= Dataset entries =
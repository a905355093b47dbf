//! Configuration types for the booking engine.
//!
//! This module contains the strongly-typed configuration structures that
//! are deserialized from `engine.yaml`.

use chrono::NaiveDateTime;
use serde::Deserialize;

use crate::scheduling::{DEFAULT_SLOT_STEP_MINUTES, SlotOptions};

/// Slot generation settings.
#[derive(Debug, Clone, PartialEq, Eq, Deserialize)]
pub struct SchedulingSettings {
    /// Spacing between candidate start times, in minutes. Must be positive.
    #[serde(default = "default_slot_step")]
    pub slot_step_minutes: u32,
    /// Minimum notice required before a bookable start, in minutes.
    #[serde(default)]
    pub min_lead_minutes: u32,
}

impl Default for SchedulingSettings {
    fn default() -> Self {
        Self {
            slot_step_minutes: DEFAULT_SLOT_STEP_MINUTES,
            min_lead_minutes: 0,
        }
    }
}

fn default_slot_step() -> u32 {
    DEFAULT_SLOT_STEP_MINUTES
}

/// HTTP server settings.
#[derive(Debug, Clone, PartialEq, Eq, Deserialize)]
pub struct ServerSettings {
    /// Socket address the server binds to.
    #[serde(default = "default_bind_address")]
    pub bind_address: String,
}

impl Default for ServerSettings {
    fn default() -> Self {
        Self {
            bind_address: default_bind_address(),
        }
    }
}

fn default_bind_address() -> String {
    "127.0.0.1:3000".to_string()
}

/// The contents of `engine.yaml`.
#[derive(Debug, Clone, Default, PartialEq, Eq, Deserialize)]
pub struct EngineSettings {
    /// Slot generation settings.
    #[serde(default)]
    pub scheduling: SchedulingSettings,
    /// HTTP server settings.
    #[serde(default)]
    pub server: ServerSettings,
}

impl EngineSettings {
    /// Builds slot options for a computation happening at `now`.
    ///
    /// # Example
    ///
    /// ```
    /// use booking_engine::config::EngineSettings;
    /// use chrono::NaiveDate;
    ///
    /// let now = NaiveDate::from_ymd_opt(2026, 1, 12).unwrap().and_hms_opt(8, 0, 0).unwrap();
    /// let options = EngineSettings::default().slot_options(now);
    /// assert_eq!(options.step_minutes, 15);
    /// assert_eq!(options.now, Some(now));
    /// ```
    pub fn slot_options(&self, now: NaiveDateTime) -> SlotOptions {
        SlotOptions {
            step_minutes: self.scheduling.slot_step_minutes,
            min_lead_minutes: self.scheduling.min_lead_minutes,
            now: Some(now),
        }
    }
}
//! Employee model.
//!
//! This module defines the Employee struct for representing staff who can
//! be assigned to bookings.

use serde::{Deserialize, Serialize};

use super::hours::Hours;

/// Represents an employee who can perform services.
///
/// Personal hours replace the business hours only on the days they define;
/// see [`crate::scheduling::governing_day`].
#[derive(Debug, Clone, PartialEq, Eq, Serialize, Deserialize)]
pub struct Employee {
    /// Unique identifier for the employee.
    pub id: String,
    /// Display name of the employee.
    pub name: String,
    /// Personal hours overriding the business hours on the days they define.
    #[serde(default)]
    pub hours: Option<Hours>,
}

= WHAT NEEDS TO BE DONE =
Retype the records above, but only those lines that fall between the line containing "are deserialized from" and the line containing "pub struct SchedulingSettings", with both of those lines included, exactly as written.

= TASK SOLUTION =
//! are deserialized from `engine.yaml`.

use chrono::NaiveDateTime;
use serde::Deserialize;

use crate::scheduling::{DEFAULT_SLOT_STEP_MINUTES, SlotOptions};

/// Slot generation settings.
#[derive(Debug, Clone, PartialEq, Eq, Deserialize)]
pub struct SchedulingSettings {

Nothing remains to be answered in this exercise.